== Segment start ==

use crate::matrix::Matrix;
use crate::traits::Scalar;
use num_complex::Complex;
use std::ops::Neg;

/// A matrix of complex numbers built on the real element type `T`.
pub type ComplexMatrix<T, const M: usize, const N: usize> = Matrix<Complex<T>, M, N>;

impl<T, const M: usize, const N: usize> Matrix<Complex<T>, M, N>
where
    T: Scalar + Neg<Output = T>,
{
    /// Builds a complex matrix from its real and imaginary parts.
    pub fn from_parts(re: &Matrix<T, M, N>, im: &Matrix<T, M, N>) -> Self {
        Self::from_fn(|m, n| Complex::new(re[(m, n)], im[(m, n)]))
    }

    pub fn re(&self) -> Matrix<T, M, N> {
        self.map(|z| z.re)
    }

    pub fn im(&self) -> Matrix<T, M, N> {
        self.map(|z| z.im)
    }

    /// Replaces every element with its complex conjugate.
    pub fn conjugate(&mut self) {
        for z in self.as_mut_slice() {
            *z = z.conj();
        }
    }

    pub fn conjugated(&self) -> Self {
        let mut result = *self;
        result.conjugate();
        result
    }

    /// Hermitian transpose: transpose, then conjugate every element.
    pub fn conjugated_transposed(&self) -> Matrix<Complex<T>, N, M> {
        let mut result = self.transposed();
        result.conjugate();
        result
    }
}

impl<T, const N: usize> Matrix<Complex<T>, N, N>
where
    T: Scalar + Neg<Output = T>,
{
    /// In-place Hermitian transpose.
    pub fn conjugate_transpose(&mut self) {
        self.transpose();
        self.conjugate();
    }

    /// Whether the matrix equals its own conjugate transpose.
    pub fn is_hermitian(&self) -> bool {
        self.conjugated_transposed() == *self
    }
}
use smatrix_lsolver::{ColumnVector, LinearSystemSolver, SolveAlgorithm, SquareMatrix};
use std::time::Instant;

const N: usize = 8;

/// Creates a pentadiagonal matrix A of size N x N.
/// Diagonals:
/// - Main: 4.0
/// - Adjacent (+1, -1): -1.0
/// - Outer (+2, -2): -0.5
fn create_pentadiagonal_matrix() -> SquareMatrix<f64, N> {
    SquareMatrix::from_fn(|row, col| match row.abs_diff(col) {
        0 => 4.0,
        1 => -1.0,
        2 => -0.5,
        _ => 0.0,
    })
}

/// Creates a vector b of size N with b[i] = sin(i / N).
fn create_sin_vector() -> ColumnVector<f64, N> {
    ColumnVector::from_fn(|i, _| (i as f64 / N as f64).sin())
}

fn main() {
    // Initialize logging based on RUST_LOG environment variable
    env_logger::Builder::from_env(env_logger::Env::default().default_filter_or("info")).init();

    log::info!(
        "Setting up {}x{} pentadiagonal matrix A and sin vector b...",
        N,
        N
    );
    let a = create_pentadiagonal_matrix();
    let b = create_sin_vector();
    log::debug!("A = {}", a);

    log::info!("Starting solve...");
    let start_time = Instant::now();
    let x_result = LinearSystemSolver.solve_system(&a, &b);
    let duration = start_time.elapsed();

    match x_result {
        Ok(result) => {
            let residual = a * result.x - b;
            let residual_norm = residual
                .as_slice()
                .iter()
                .map(|r| r * r)
                .sum::<f64>()
                .sqrt();
            log::info!("Solver finished successfully!");
            log::info!("  det(A): {:.6e}", result.metadata.determinant);
            log::info!("  Residual norm: {:.6e}", residual_norm);
            log::info!("  Time elapsed: {:?}", duration);
            println!("{}", result.x);
        }
        Err(e) => {
            log::error!("Solver failed: {}", e);
        }
    }
}
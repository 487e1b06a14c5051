//! # Static Matrix Core Library
//!
//! Fixed-shape dense matrices whose row and column counts are const generic
//! parameters, with square-matrix algebra (determinant, minors, trace,
//! adjugate inversion) and complex conjugation helpers.

// Declare modules
pub mod error;
pub mod matrix;
pub mod square_matrix;
pub mod traits;

#[cfg(feature = "complex")]
pub mod complex_matrix;

// Re-export public types
pub use error::{Axis, MatrixError, Result};
pub use matrix::Matrix;
pub use square_matrix::{SquareMatrix, MAX_DIMENSION};
pub use traits::{Determinant, Minor, Real, Scalar, SignedScalar};

#[cfg(feature = "complex")]
pub use complex_matrix::ComplexMatrix;
#[cfg(feature = "complex")]
pub use num_complex::Complex;

/// A single-column matrix.
pub type ColumnVector<T, const N: usize> = Matrix<T, N, 1>;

== Segment end ==

▶ [Problem to work on]: From the line holding "pub mod matrix;" to the last line of the material above, reproduce every line exactly, and only those.

▶ [Result for this task]:
pub mod matrix;
pub mod square_matrix;
pub mod traits;

#[cfg(feature = "complex")]
pub mod complex_matrix;

// Re-export public types
pub use error::{Axis, MatrixError, Result};
pub use matrix::Matrix;
pub use square_matrix::{SquareMatrix, MAX_DIMENSION};
pub use traits::{Determinant, Minor, Real, Scalar, SignedScalar};

#[cfg(feature = "complex")]
pub use complex_matrix::ComplexMatrix;
#[cfg(feature = "complex")]
pub use num_complex::Complex;

/// A single-column matrix.
pub type ColumnVector<T, const N: usize> = Matrix<T, N, 1>;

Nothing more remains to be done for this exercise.